Régis HUIBAN - Le second voyage d'Henri Bugais CD régis HUIBAN "Waiting for tea time"

Henri Bugais… Vous connaissez ? Pas plus que nous, sans doute !

Et pourtant, vous allez le suivre, comme un guide et, ainsi, au travers des étapes de son parcours, partiellement, le percevoir, puisque ce « fictionnaire » grand voyageur imprime de son mystérieux pas le cheminement artistique de ce nouvel enregistrement.

« Henri Bugais est un personnage inventé qui pourrait être l’un d’entre nous. Chacun peut voyager sans bouger de chez lui en écoutant de la musique.
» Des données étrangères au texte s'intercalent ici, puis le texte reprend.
/// Busca la primera referencia a alguno de los nombres dados.
fn find_name(expr: &Located<Expr>, names: &[&str]) -> Option<Located<Identifier>> {
    let find_all = |exprs: &[Located<Expr>]| exprs.iter().find_map(|expr| find_name(expr, names));

    match expr.val() {
        Expr::Name(id) if names.contains(&id.as_str()) => Some(Located::at(id.clone(), expr.location())),

        Expr::Call { callee, args } => {
            if names.contains(&callee.val().as_str()) {
                Some(callee.clone())
            } else {
                find_all(args)
            }
        }

        Expr::MethodCall { receiver, args, .. } => {
            find_name(receiver, names).or_else(|| find_all(args))
        }

        Expr::Binary(lhs, _, rhs) => find_name(lhs, names).or_else(|| find_name(rhs, names)),
        Expr::Unary(_, operand) => find_name(operand, names),
        Expr::List(elements) => find_all(elements),
        Expr::Index { target, index } => {
            find_name(target, names).or_else(|| find_name(index, names))
        }

        _ => None,
    }
}

/// Valor de una constante numérica, posiblemente negada.
fn literal_value(expr: &Located<Expr>) -> Option<f64> {
    match expr.val() {
        Expr::Number(number) => number.parse().ok(),
        Expr::Unary(UnaryOp::Neg, operand) => literal_value(operand).map(|value| -value),
        _ => None,
    }
}

/// Magnitud de una constante de la forma `-n`, ya normalizada.
fn negated_number(expr: &Located<Expr>) -> Option<String> {
    match expr.val() {
        Expr::Unary(UnaryOp::Neg, operand) => match operand.val() {
            Expr::Number(number) => Some(normalize_number(number)),
            _ => None,
        },

        _ => None,
    }
}

/// Elimina ceros a la izquierda de la parte entera de una constante.
///
/// El lenguaje objetivo interpreta `010` como octal o lo rechaza, y
/// `00.5` no es una constante válida.
fn normalize_number(lexeme: &str) -> String {
    let (integer, fraction) = match lexeme.find('.') {
        Some(point) => lexeme.split_at(point),
        None => (lexeme, ""),
    };

    let integer = match integer.trim_start_matches('0') {
        "" if !integer.is_empty() => "0",
        trimmed => trimmed,
    };

    format!("{}{}", integer, fraction)
}

/// Construye un literal de cadena con comillas dobles.
fn quote(string: &str) -> String {
    let mut quoted = String::with_capacity(string.len() + 2);
    quoted.push('"');

    for c in string.chars() {
        match c {
            '"' => quoted.push_str("\\\""),
            '\\' => quoted.push_str("\\\\"),
            '\n' => quoted.push_str("\\n"),
            '\t' => quoted.push_str("\\t"),
            '\r' => quoted.push_str("\\r"),
            c if c.is_control() => quoted.push_str(&format!("\\u{:04x}", c as u32)),
            c => quoted.push(c),
        }
    }

    quoted.push('"');
    quoted
}

#[cfg(test)]
mod tests {
    use super::*;
    use crate::{lex::tokenize, parse::parse};

    fn js(source: &str) -> String {
        let tokens = tokenize(source).unwrap();
        let program = parse(&tokens).unwrap();
        generate(&program, Options::empty()).unwrap()
    }

    fn error(source: &str) -> Located<CodeGenError> {
        let tokens = tokenize(source).unwrap();
        let program = parse(&tokens).unwrap();
        generate(&program, Options::empty()).unwrap_err()
    }

    #[test]
    fn parentheses_follow_target_precedence() {
        assert_eq!(js("x = (a + b) * c"), "let x;\nx = (a + b) * c;\n");
        assert_eq!(js("x = a - (b - c)"), "let x;\nx = a - (b - c);\n");
        assert_eq!(js("x = a - b - c"), "let x;\nx = a - b - c;\n");
        assert_eq!(js("x = not a == b"), "let x;\nx = !(a === b);\n");
        assert_eq!(js("x = -(-a)"), "let x;\nx = -(-a);\n");
        assert_eq!(js("x = a or b and c"), "let x;\nx = a || b && c;\n");
        assert_eq!(js("x = (a or b) and c"), "let x;\nx = (a || b) && c;\n");
    }

    #[test]
    fn arithmetic_primitives() {
        assert_eq!(js("x = a // b"), "let x;\nx = Math.floor(a / b);\n");
        assert_eq!(js("x = (a + 1) // (b * 2)"), "let x;\nx = Math.floor((a + 1) / (b * 2));\n");
        assert_eq!(js("x = a ** b ** c"), "let x;\nx = Math.pow(a, Math.pow(b, c));\n");
        assert_eq!(js("x = -a ** 2"), "let x;\nx = -Math.pow(a, 2);\n");
    }

    #[test]
    fn strings_are_reescaped() {
        assert_eq!(
            js(r#"print("a\tb\n\"c\"\\")"#),
            "console.log(\"a\\tb\\n\\\"c\\\"\\\\\");\n"
        );
        assert_eq!(js("print('it\\'s')"), "console.log(\"it's\");\n");
    }

    #[test]
    fn numbers() {
        assert_eq!(js("x = [007, 0, 3.50, .5]"), "let x;\nx = [7, 0, 3.50, .5];\n");
        assert_eq!(js("x = [00.5, 010.25, 000]"), "let x;\nx = [0.5, 10.25, 0];\n");
        assert_eq!(js("print(len(5))"), "console.log((5).length);\n");
    }

    #[test]
    fn counting_loop_steps() {
        assert!(js("for i in range(10, 0, -1):\n    pass\n").contains("for (i = 10; i > 0; i--) {"));
        assert!(js("for i in range(10, 0, -2):\n    pass\n").contains("for (i = 10; i > 0; i -= 2) {"));
        assert!(js("for i in range(0, 10, 3):\n    pass\n").contains("for (i = 0; i < 10; i += 3) {"));
        assert!(js("for i in range(a, b, s):\n    pass\n")
            .contains("for (i = a; (s > 0 ? i < b : i > b); i += s) {"));
    }

    #[test]
    fn dynamic_steps_reject_zero() {
        assert_eq!(
            js("for i in range(a, b, s):\n    pass\n"),
            "let i;\nif (s === 0) {\n    throw new RangeError(\"range() arg 3 must not be zero\");\n}\n\
             for (i = a; (s > 0 ? i < b : i > b); i += s) {\n}\n"
        );
        assert!(RANGE_SOURCE.contains("if (step === 0) {"));
    }

    #[test]
    fn range_arguments_are_evaluated_once() {
        assert_eq!(
            js("xs = [1]\nfor i in range(len(xs)):\n    xs.append(i)\n"),
            "let xs, i;\nxs = [1];\nconst $stop1 = xs.length;\n\
             for (i = 0; i < $stop1; i++) {\n    xs.push(i);\n}\n"
        );

        // Un límite reasignado en el cuerpo también se fija
        assert!(js("for i in range(n):\n    n = 0\n").contains("const $stop1 = n;\nfor (i = 0; i < $stop1; i++) {"));

        let output = js("for i in range(f(), g(), h()):\n    pass\n");
        assert!(output.contains(
            "const $start1 = f();\nconst $stop2 = g();\nconst $step3 = h();\nif ($step3 === 0) {"
        ));
        assert!(output.contains("for (i = $start1; ($step3 > 0 ? i < $stop2 : i > $stop2); i += $step3) {"));

        assert!(js("for i in range(2, n + 1):\n    pass\n").contains("for (i = 2; i < n + 1; i++) {"));
    }

    #[test]
    fn loop_variable_reassignment_does_not_alter_iteration() {
        assert_eq!(
            js("for i in range(3):\n    print(i)\n    i = 10\n"),
            "let i;\nfor (let $i1 = 0; $i1 < 3; $i1++) {\n    i = $i1;\n    console.log(i);\n    i = 10;\n}\n"
        );

        let output = js("for i in range(3):\n    if i:\n        i += 1\n");
        assert!(output.contains("for (let $i1 = 0; $i1 < 3; $i1++) {\n    i = $i1;\n"));
    }

    #[test]
    fn user_range_is_iterated() {
        let output = js("def range(n):\n    return [n]\nfor i in range(1, 2):\n    print(i)\n");
        assert!(output.contains("for (i of range(1, 2)) {\n    console.log(i);\n}\n"));
        assert!(!output.contains(RANGE_HELPER));
    }

    #[test]
    fn sequence_operators() {
        assert_eq!(js("x = [1] + [2]\n"), "let x;\nx = [1].concat([2]);\n");
        assert_eq!(js("x = xs + [2]\n"), "let x;\nx = xs.concat([2]);\n");
        assert_eq!(js("x = \"-\" * 3\n"), "let x;\nx = \"-\".repeat(3);\n");
        assert_eq!(js("x = n * \"ab\"\n"), "let x;\nx = \"ab\".repeat(Math.max(n, 0));\n");
        assert_eq!(js("x = [0] * 3\n"), "let x;\nx = Array(3).fill([0]).flat();\n");
        assert_eq!(js("x = \"a\" + s\n"), "let x;\nx = \"a\" + s;\n");
        assert_eq!(js("xs += [1, 2]\n"), "let xs;\nxs.push(1, 2);\n");
        assert_eq!(js("xs += ys + [1]\n"), "let xs;\nxs.push(...ys.concat([1]));\n");

        let error = self::error("x = [1] - [2]\n");
        assert_eq!(
            *error.val(),
            CodeGenError::SequenceOperator {
                operator: "-",
                node: "BinaryOp"
            }
        );
        assert_eq!(
            error.val().to_string(),
            "Operator `-` cannot be applied to a list or string here"
        );

        let error = self::error("x = [1] + \"a\"\n");
        assert_eq!(error.val().node_kind(), "BinaryOp");

        let error = self::error("x = [1] < [2]\n");
        assert_eq!(error.val().node_kind(), "BinaryOp");

        let error = self::error("x = -[1]\n");
        assert_eq!(error.val().node_kind(), "UnaryOp");

        let error = self::error("s -= \"a\"\n");
        assert_eq!(error.val().node_kind(), "AugAssign");
    }

    #[test]
    fn range_as_value_uses_helper() {
        let output = js("xs = range(5)\n");
        assert!(output.starts_with(RANGE_SOURCE));
        assert!(output.ends_with("let xs;\nxs = __range(5);\n"));

        assert!(!js("for i in range(5):\n    pass\n").contains(RANGE_HELPER));
    }

    #[test]
    fn variables_are_declared_once_per_function() {
        let source = "def f(a):\n    if a:\n        b = 1\n    else:\n        b = 2\n    b += a\n    for i in [1]:\n        c = i\n    return b\n";
        let output = js(source);
        assert!(output.starts_with("function f(a) {\n    let b, i, c;\n"));
        assert_eq!(output.matches("let").count(), 1);
    }

    #[test]
    fn user_functions_shadow_builtins() {
        let output = js("def len(x):\n    return 0\nprint(len(xs))\n");
        assert!(output.contains("console.log(len(xs));"));
    }

    #[test]
    fn reserved_words_are_mangled() {
        assert_eq!(js("new = this + 1\n"), "let new$;\nnew$ = this$ + 1;\n");
    }

    #[test]
    fn methods() {
        assert_eq!(js("xs.append(1)\n"), "xs.push(1);\n");
        assert_eq!(js("x = xs.pop(0)\n"), "let x;\nx = xs.splice(0, 1)[0];\n");
        assert_eq!(js("x = s.strip().upper()\n"), "let x;\nx = s.trim().toUpperCase();\n");
    }

    #[test]
    fn negative_indices() {
        assert_eq!(js("x = xs[-1]\n"), "let x;\nx = xs.at(-1);\n");
        assert_eq!(*error("xs[-1] = 0\n").val(), CodeGenError::NegativeIndexAssignment);
    }

    #[test]
    fn unsupported_combinations() {
        let error = error("def f(a, b=a):\n    return b\n");
        assert_eq!(
            *error.val(),
            CodeGenError::DefaultReferencesParameter {
                parameter: Identifier::new("b"),
                referenced: Identifier::new("a")
            }
        );
        assert_eq!(error.val().node_kind(), "FunctionDef");

        let error = self::error("if x:\n    break\n");
        assert_eq!(*error.val(), CodeGenError::OutsideLoop("break"));
        assert_eq!(error.val().node_kind(), "Break");

        let error = self::error("def f():\n    while x:\n        def g():\n            continue\n");
        assert_eq!(*error.val(), CodeGenError::OutsideLoop("continue"));

        let error = self::error("print(len(a, b))\n");
        assert_eq!(error.val().to_string(), "`len()` takes exactly 1 argument (2 given)");
        assert_eq!(error.val().node_kind(), "Call");

        let error = self::error("for i in range(0, 5, 0):\n    pass\n");
        assert_eq!(*error.val(), CodeGenError::ZeroStep { node: "ForRange" });

        let error = self::error("xs.sort()\n");
        assert_eq!(
            *error.val(),
            CodeGenError::UnsupportedMethod(Identifier::new("sort"))
        );
    }

    #[test]
    fn options() {
        let tokens = tokenize("print(1)").unwrap();
        let program = parse(&tokens).unwrap();

        let output = generate(&program, Options::HEADER | Options::STRICT).unwrap();
        assert_eq!(
            output,
            "// Generated JavaScript\n\n\"use strict\";\n\nconsole.log(1);\n"
        );
    }
}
On pourrait se dire qu’il est inspiré de Leatherman (L’homme de cuir), dont l’intrigue me porte ! », précisait, dans Ouest-France, le musicien et compositeur breton Régis Huiban, auteur de ce nouvel opus, intitulé « Waiting for tea time - En attendant l’heure du thé », appellation pour laquelle, au sein du même « papier », l’artiste ajoute : « Quant au titre, Waiting for tea time, j’aime bien garder le mystère… ».

Faut-il l’interpréter comme une attente de jours meilleurs ?...

En contraste avec ce, décidément, énigmatique, contexte, nous n’avons que pour seule certitude : Leatherman, ce vagabond habillé de vêtements de cuir qu’il collectait, a bien vécu aux États-Unis, au XIXe siècle.

En effet, pendant une trentaine d’années, selon une périodicité de cinq semaines, ce personnage atypique suivait un parcours régulier le menant, à chaque fois, dans les mêmes villes.

Au cours de ce présent itinéraire musical, son quasi clone, Henri Bugais qui est, plus particulièrement, visible au cœur de trois plages, de trois voyages, nous apparaîtra donc, entre rêve et réalité, comme un personnage poétique qui semble se nourrir d’un imaginaire collectif favorisant la cohérence d’un projet mélodique et rythmique « multicolore », en solidifiant le lien, déjà bien existant, entre chanteurs bretons et instrumentistes venus de tous horizons.

La notion de création collective est, ici, majeure, puisque pour ce disque, Régis Huiban (accordéon accordina et voix), qui semble puiser son inspiration entre abstraction et réel, s’est entouré de l’Ensemble des imaginaires, une formation de cordes, bois, cuivres et percussions, constituant, de fait, un ensemble de musique de chambre contemporaine.

Celui-ci est, composé de Mathilde CHEVREL (violoncelle), Philippe GLOAGUEN (guitares), Jérôme KERIHUEL (percussions), Geoffroy TAMISIER (trompette) et Patrick TARDIVEL (contrebasse et ‘ngomi (1).

Au-delà de plusieurs opus parus sous le seul nom de Régis Huiban, « Waiting for tea time » est donc le premier album où son nom est associé à ce collectif.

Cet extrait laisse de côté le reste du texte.